対象読者
PHPでの基本構文を理解している方で、PHPエクステンションに興味がある方、さらに深くPHPを知りたい方で、C言語の基本的な構文を理解している方を対象としています。
必要な環境
この記事では、PHP 5.4を使用し、Linux環境で確認を行っています。インストール方法は初回を参照してください。
作成するサンプルの概要
今回作成するサンプルは、前回の『PHPエクステンションでクラスを作成する』で作成したサンプルを元に、実際にzipファイルの中身を読むサンプルを作成します。それらのサンプルを通じて、以下のことを紹介します。
- 外部ライブラリ(今回はlibzip)を組み込む方法
- クラスのメソッドで、引数と戻り値にクラスのインスタンスを利用する方法
- データの読込をphpのストリームを通じて行う方法
モジュールを構成するソース一覧
今回のサンプルモジュールを構成するソースは以下のようになっており、前回のサンプルからpzip_stream.cファイルが追加されています。
| ソース名 |
PHP上の クラス名 |
説明 |
|---|---|---|
| php_pzip.h | -- | ヘッダファイル |
| pzip.c | -- |
モジュール全体のファイル (前回のサンプルと変わりありません) |
| pzip_file.c | PZipFile | ZIPファイル全体を扱うためのクラスを実装するソース |
| pzip_entry.c | PZipEntry | ZIPファイル内の一つのエントリーを扱うためのクラスを実装するソース |
| pzip_stream.c | -- |
ZIPファイル内の一つのファイルデータを扱うための PHPストリームを実装するためのソース |
PHPでの利用イメージ
今回のサンプルコードは、ZIPファイルの読み込みのみであり、書き込みや変更などは考慮せずに、PHPから以下のように使われることを想定します。
$zip_file = new PZipFile();
$ok = $zip_file->open("sample/test2.zip"); // ……(1)
if($ok){
$zip_file->setPassword("abcdefg"); // ……(2)
$num = $zip_file->numChildren(); // ……(3)

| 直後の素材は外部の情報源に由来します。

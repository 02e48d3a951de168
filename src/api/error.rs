use axum::extract::rejection::JsonRejection;
use axum::http::StatusCode;
use axum::response::{IntoResponse, Response};
use axum::Json;
use serde::Serialize;
use tracing::error;

use crate::db::StoreError;
use crate::models::Client;

/// Label placed under `error` whenever the store fails.
pub const DATABASE_ERROR: &str = "Database error";

/// JSON object wrapping a response payload.
///
/// Only the keys that are set are serialized, so the same type covers the
/// success bodies (`mensaje` + `cliente`), the validation body (`errors`) and
/// the storage failure body (`error` + `mensaje`).
#[derive(Debug, Clone, Default, PartialEq, Serialize)]
pub struct Envelope {
    #[serde(skip_serializing_if = "Option::is_none")]
    pub error: Option<String>,
    #[serde(rename = "mensaje", skip_serializing_if = "Option::is_none")]
    pub message: Option<String>,
    #[serde(skip_serializing_if = "Option::is_none")]
    pub errors: Option<Vec<String>>,
    #[serde(rename = "cliente", skip_serializing_if = "Option::is_none")]
    pub client: Option<Client>,
}

impl Envelope {
    pub fn message(message: impl Into<String>) -> Self {
        Self {
            message: Some(message.into()),
            ..Self::default()
        }
    }

    pub fn with_client(message: impl Into<String>, client: Client) -> Self {
        Self {
            message: Some(message.into()),
            client: Some(client),
            ..Self::default()
        }
    }
}

/// Everything a handler can answer with besides success.
#[derive(Debug, Clone, PartialEq, Eq)]
pub enum ApiError {
    /// Payload failed the field rules; one line per violation
    Validation(Vec<String>),
    NotFound(String),
    /// The store refused the write on an integrity rule
    Constraint(Vec<String>),
    /// Any other store failure, with its cause
    Storage(String),
}

impl From<StoreError> for ApiError {
    fn from(err: StoreError) -> Self {
        match err {
            StoreError::ConstraintViolation(violations) => Self::Constraint(violations),
            StoreError::Storage(cause) => Self::Storage(cause),
        }
    }
}

/// A body that is not JSON or does not fit the payload shape is answered
/// like any other invalid payload.
impl From<JsonRejection> for ApiError {
    fn from(rejection: JsonRejection) -> Self {
        Self::Validation(vec![rejection.body_text()])
    }
}

impl ApiError {
    pub fn status(&self) -> StatusCode {
        match self {
            Self::Validation(_) | Self::Constraint(_) => StatusCode::BAD_REQUEST,
            Self::NotFound(_) => StatusCode::NOT_FOUND,
            Self::Storage(_) => StatusCode::INTERNAL_SERVER_ERROR,
        }
    }

    pub fn into_envelope(self) -> Envelope {
        match self {
            Self::Validation(errors) => Envelope {
                errors: Some(errors),
                ..Envelope::default()
            },
            Self::NotFound(message) => Envelope::message(message),
            Self::Constraint(violations) => Envelope {
                error: Some(DATABASE_ERROR.to_string()),
                message: Some(format!("[{}]", violations.join(", "))),
                ..Envelope::default()
            },
            Self::Storage(cause) => Envelope {
                error: Some(DATABASE_ERROR.to_string()),
                message: Some(cause),
                ..Envelope::default()
            },
        }
    }
}

impl IntoResponse for ApiError {
    fn into_response(self) -> Response {
        let status = self.status();
        if let Self::Storage(cause) = &self {
            error!("Store failure: {}", cause);
        }
        (status, Json(self.into_envelope())).into_response()
    }
}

for($i = 0; $i < $num; $i++){
// ZipEntryクラスがリターンされる
$entry = $pzip_file->getEntry($i); // ……(4)
$info = $entry->getStat(); // ……(5)
$fp = $pzip_file->getStream($entry); // ……(6)
if($fp){
$data = fread($fp,$info['size']); // ……(7)
print $data;
fclose($fp);
}
}
$zip_file->close(); // ……(8)
}
以下のような流れで利用します。
(1)ZIPファイルをオープンします。
(2)ZIPファイルの解凍時のパスワードを設定します。
(3)ZIPファイル内のエントリー数を取得します。
(4)エントリーを管理するクラス(PZipEntry)のインスタンスを取得します。
(5)エントリーの詳細を取得します。詳細は配列で取得します(ZipArchive::statIndexと同様の結果)。
(6)エントリーのファイルをオープンします。
(7)ファイルを読み込みます。
(8)ZIPファイルをクローズします。